Stored items |
╔══

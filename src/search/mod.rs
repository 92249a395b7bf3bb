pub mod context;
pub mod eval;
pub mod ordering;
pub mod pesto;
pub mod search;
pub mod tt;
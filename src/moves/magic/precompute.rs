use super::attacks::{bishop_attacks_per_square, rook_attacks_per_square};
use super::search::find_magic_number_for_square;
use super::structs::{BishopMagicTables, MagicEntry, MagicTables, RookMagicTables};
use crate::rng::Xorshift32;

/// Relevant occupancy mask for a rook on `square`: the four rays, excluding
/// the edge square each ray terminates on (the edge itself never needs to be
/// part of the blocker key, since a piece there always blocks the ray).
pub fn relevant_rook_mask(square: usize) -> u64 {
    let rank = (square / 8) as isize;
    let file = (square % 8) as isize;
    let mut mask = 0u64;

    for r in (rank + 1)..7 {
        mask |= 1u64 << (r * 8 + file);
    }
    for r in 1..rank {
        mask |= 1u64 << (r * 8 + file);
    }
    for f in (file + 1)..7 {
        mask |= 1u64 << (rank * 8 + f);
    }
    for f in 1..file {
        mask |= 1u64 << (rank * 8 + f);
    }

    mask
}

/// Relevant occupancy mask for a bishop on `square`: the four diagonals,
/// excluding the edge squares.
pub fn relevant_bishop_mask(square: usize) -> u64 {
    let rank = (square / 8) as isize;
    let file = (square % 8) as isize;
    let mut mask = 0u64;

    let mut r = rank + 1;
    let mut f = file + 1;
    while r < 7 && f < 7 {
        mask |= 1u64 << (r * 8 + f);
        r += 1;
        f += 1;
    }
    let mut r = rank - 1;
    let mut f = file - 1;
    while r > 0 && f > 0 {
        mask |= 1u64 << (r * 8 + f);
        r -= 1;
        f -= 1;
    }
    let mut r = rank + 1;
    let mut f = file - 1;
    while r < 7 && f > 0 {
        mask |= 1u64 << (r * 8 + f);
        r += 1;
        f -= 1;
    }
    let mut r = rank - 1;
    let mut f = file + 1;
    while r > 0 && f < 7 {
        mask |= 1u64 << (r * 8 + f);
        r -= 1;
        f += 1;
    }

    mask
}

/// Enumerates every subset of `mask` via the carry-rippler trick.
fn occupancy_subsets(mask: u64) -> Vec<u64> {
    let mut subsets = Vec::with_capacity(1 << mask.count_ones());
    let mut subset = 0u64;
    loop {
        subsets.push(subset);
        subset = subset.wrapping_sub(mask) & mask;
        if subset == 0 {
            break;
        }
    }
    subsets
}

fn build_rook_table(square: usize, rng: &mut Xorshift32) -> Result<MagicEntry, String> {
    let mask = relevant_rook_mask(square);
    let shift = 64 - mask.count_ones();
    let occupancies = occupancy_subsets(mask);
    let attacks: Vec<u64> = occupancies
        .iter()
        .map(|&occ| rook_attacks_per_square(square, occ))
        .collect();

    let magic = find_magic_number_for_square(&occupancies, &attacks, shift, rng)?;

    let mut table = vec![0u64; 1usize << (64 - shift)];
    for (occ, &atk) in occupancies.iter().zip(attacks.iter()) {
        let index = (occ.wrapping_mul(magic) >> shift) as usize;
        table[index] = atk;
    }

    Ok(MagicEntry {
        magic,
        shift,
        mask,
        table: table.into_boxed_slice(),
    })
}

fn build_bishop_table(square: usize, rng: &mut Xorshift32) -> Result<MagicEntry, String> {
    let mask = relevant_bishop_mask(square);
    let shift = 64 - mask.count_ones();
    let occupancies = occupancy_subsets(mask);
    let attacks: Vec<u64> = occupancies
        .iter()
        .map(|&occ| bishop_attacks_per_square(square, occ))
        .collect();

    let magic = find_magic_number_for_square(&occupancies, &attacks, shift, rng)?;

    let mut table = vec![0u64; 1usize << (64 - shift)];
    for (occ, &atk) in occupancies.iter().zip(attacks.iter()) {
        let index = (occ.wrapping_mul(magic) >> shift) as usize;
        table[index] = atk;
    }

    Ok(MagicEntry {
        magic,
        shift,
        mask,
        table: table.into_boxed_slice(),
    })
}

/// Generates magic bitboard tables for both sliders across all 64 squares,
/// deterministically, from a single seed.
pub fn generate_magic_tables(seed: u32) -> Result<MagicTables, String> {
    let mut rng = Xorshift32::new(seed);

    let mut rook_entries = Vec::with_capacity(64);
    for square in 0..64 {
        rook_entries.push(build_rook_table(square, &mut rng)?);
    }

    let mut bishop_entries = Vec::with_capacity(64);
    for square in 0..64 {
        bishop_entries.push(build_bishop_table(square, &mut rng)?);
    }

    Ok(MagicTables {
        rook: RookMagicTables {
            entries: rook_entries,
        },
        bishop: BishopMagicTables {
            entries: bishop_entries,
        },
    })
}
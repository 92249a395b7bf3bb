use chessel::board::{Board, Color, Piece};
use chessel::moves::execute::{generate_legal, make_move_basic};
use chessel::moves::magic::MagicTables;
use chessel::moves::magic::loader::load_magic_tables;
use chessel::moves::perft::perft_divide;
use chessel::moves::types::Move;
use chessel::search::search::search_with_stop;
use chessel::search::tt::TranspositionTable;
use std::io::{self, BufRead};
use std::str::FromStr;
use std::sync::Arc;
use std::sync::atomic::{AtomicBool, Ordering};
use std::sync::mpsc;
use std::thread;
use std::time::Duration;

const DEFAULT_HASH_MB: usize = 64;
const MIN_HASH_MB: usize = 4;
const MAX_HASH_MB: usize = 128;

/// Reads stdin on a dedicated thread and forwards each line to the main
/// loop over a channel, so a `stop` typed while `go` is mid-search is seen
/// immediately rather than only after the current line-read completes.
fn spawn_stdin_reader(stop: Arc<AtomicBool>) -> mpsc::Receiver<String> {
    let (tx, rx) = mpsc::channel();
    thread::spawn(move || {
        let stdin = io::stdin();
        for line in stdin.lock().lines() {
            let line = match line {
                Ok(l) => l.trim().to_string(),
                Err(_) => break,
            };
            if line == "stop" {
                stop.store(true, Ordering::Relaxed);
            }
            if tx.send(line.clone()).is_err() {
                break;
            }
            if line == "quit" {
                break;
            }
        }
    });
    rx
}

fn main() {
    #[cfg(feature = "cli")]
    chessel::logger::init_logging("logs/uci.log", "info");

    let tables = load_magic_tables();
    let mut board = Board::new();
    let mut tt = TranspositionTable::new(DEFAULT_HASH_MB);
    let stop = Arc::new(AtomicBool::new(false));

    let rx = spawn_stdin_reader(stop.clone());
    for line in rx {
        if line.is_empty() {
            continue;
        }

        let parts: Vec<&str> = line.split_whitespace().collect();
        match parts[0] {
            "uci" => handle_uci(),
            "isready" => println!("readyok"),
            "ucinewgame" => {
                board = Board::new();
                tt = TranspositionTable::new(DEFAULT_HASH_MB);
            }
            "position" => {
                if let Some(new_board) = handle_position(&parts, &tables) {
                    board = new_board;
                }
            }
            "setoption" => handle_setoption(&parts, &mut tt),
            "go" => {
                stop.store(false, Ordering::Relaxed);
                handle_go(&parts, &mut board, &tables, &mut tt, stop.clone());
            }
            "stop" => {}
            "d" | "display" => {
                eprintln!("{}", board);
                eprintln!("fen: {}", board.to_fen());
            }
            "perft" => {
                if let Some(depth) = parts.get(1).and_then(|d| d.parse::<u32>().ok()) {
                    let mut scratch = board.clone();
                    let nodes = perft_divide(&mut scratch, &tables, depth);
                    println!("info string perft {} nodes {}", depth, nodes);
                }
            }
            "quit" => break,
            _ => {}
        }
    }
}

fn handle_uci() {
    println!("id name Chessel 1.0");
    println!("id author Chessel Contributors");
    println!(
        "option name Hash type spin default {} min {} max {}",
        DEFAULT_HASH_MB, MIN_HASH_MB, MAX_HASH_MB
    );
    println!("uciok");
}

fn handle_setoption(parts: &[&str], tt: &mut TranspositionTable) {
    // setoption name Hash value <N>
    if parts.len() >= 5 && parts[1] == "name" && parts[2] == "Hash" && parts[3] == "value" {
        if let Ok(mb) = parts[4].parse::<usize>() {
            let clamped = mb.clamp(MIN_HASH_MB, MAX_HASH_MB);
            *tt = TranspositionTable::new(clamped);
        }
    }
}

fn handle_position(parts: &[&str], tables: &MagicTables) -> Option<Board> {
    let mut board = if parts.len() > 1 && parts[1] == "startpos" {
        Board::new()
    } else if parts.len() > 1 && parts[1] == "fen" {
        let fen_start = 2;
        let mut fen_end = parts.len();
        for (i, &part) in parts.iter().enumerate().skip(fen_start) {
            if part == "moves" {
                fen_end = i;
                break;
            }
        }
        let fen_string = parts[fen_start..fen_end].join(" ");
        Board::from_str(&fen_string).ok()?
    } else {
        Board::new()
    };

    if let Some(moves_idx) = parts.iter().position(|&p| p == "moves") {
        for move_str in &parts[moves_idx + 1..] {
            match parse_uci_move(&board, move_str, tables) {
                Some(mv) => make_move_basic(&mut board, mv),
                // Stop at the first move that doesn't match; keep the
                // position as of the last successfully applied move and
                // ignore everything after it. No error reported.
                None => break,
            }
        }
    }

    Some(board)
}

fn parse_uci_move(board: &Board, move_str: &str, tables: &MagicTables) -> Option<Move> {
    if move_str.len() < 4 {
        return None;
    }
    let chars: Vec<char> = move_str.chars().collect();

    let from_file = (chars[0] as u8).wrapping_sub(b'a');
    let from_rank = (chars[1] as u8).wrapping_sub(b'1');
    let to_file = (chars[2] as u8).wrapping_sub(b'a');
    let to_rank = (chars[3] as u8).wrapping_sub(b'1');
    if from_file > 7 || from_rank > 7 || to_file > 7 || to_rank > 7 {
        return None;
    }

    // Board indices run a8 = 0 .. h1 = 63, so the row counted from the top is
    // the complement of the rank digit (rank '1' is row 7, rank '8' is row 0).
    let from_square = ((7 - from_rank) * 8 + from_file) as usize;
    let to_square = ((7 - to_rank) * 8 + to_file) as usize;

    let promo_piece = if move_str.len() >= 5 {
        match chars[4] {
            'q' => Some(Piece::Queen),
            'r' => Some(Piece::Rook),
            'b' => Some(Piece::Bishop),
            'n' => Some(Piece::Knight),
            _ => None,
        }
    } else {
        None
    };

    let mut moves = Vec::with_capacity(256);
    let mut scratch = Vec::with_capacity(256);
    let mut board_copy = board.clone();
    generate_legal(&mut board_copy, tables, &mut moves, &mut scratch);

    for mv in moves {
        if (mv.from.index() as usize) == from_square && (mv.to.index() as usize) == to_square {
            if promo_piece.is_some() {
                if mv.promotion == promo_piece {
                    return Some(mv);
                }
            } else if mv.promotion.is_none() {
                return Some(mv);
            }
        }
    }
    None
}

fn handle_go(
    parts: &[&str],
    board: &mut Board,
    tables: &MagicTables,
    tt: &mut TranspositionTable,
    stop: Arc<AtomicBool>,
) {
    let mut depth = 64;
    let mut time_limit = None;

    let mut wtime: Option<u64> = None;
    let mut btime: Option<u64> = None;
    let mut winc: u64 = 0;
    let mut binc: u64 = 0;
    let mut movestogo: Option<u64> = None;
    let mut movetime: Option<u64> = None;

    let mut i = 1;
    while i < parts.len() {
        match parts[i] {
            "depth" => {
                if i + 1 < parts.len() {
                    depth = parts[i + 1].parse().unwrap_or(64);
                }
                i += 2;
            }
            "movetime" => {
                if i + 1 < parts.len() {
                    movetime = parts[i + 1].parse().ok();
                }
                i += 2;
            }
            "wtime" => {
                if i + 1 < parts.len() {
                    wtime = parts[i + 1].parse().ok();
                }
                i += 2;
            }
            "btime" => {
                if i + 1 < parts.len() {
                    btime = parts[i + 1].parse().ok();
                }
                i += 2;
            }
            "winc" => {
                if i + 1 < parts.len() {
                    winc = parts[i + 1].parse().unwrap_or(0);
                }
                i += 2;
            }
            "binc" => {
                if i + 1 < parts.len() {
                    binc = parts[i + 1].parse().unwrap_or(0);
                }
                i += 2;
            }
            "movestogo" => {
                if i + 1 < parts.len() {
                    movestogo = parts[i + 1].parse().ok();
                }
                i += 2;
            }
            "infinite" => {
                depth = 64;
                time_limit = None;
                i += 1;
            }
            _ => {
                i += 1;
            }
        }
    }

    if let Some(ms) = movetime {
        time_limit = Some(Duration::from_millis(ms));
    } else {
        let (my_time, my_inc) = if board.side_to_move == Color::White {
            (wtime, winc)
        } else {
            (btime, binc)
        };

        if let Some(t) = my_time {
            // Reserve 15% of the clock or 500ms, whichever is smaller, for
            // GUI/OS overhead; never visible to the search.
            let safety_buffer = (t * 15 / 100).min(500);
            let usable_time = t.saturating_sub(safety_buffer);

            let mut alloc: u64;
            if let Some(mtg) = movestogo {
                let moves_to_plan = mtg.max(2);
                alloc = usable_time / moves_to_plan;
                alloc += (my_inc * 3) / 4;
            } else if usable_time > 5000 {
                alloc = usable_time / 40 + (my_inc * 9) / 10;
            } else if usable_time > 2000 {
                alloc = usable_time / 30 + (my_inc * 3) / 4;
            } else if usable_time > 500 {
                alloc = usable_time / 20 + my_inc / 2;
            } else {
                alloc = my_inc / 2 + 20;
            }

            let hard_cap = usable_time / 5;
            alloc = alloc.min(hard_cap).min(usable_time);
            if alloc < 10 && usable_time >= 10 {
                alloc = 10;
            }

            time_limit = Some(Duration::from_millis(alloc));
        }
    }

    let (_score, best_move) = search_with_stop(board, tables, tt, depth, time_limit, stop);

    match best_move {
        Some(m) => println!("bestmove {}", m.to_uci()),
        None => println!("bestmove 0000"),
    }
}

╚══

Quote exactly the first line of the data and every line after it through the one holding "while r < 7 && f <".

Worked solution |
filename src/search/mod.rs
repository 92249a395b7bf3bb
pub mod context;
pub mod eval;
pub mod ordering;
pub mod pesto;
pub mod search;
pub mod tt;
filename src/moves/magic/precompute.rs
use super::attacks::{bishop_attacks_per_square, rook_attacks_per_square};
use super::search::find_magic_number_for_square;
use super::structs::{BishopMagicTables, MagicEntry, MagicTables, RookMagicTables};
use crate::rng::Xorshift32;

/// Relevant occupancy mask for a rook on `square`: the four rays, excluding
/// the edge square each ray terminates on (the edge itself never needs to be
/// part of the blocker key, since a piece there always blocks the ray).
pub fn relevant_rook_mask(square: usize) -> u64 {
    let rank = (square / 8) as isize;
    let file = (square % 8) as isize;
    let mut mask = 0u64;

    for r in (rank + 1)..7 {
        mask |= 1u64 << (r * 8 + file);
    }
    for r in 1..rank {
        mask |= 1u64 << (r * 8 + file);
    }
    for f in (file + 1)..7 {
        mask |= 1u64 << (rank * 8 + f);
    }
    for f in 1..file {
        mask |= 1u64 << (rank * 8 + f);
    }

    mask
}

/// Relevant occupancy mask for a bishop on `square`: the four diagonals,
/// excluding the edge squares.
pub fn relevant_bishop_mask(square: usize) -> u64 {
    let rank = (square / 8) as isize;
    let file = (square % 8) as isize;
    let mut mask = 0u64;

    let mut r = rank + 1;
    let mut f = file + 1;
    while r < 7 && f < 7 {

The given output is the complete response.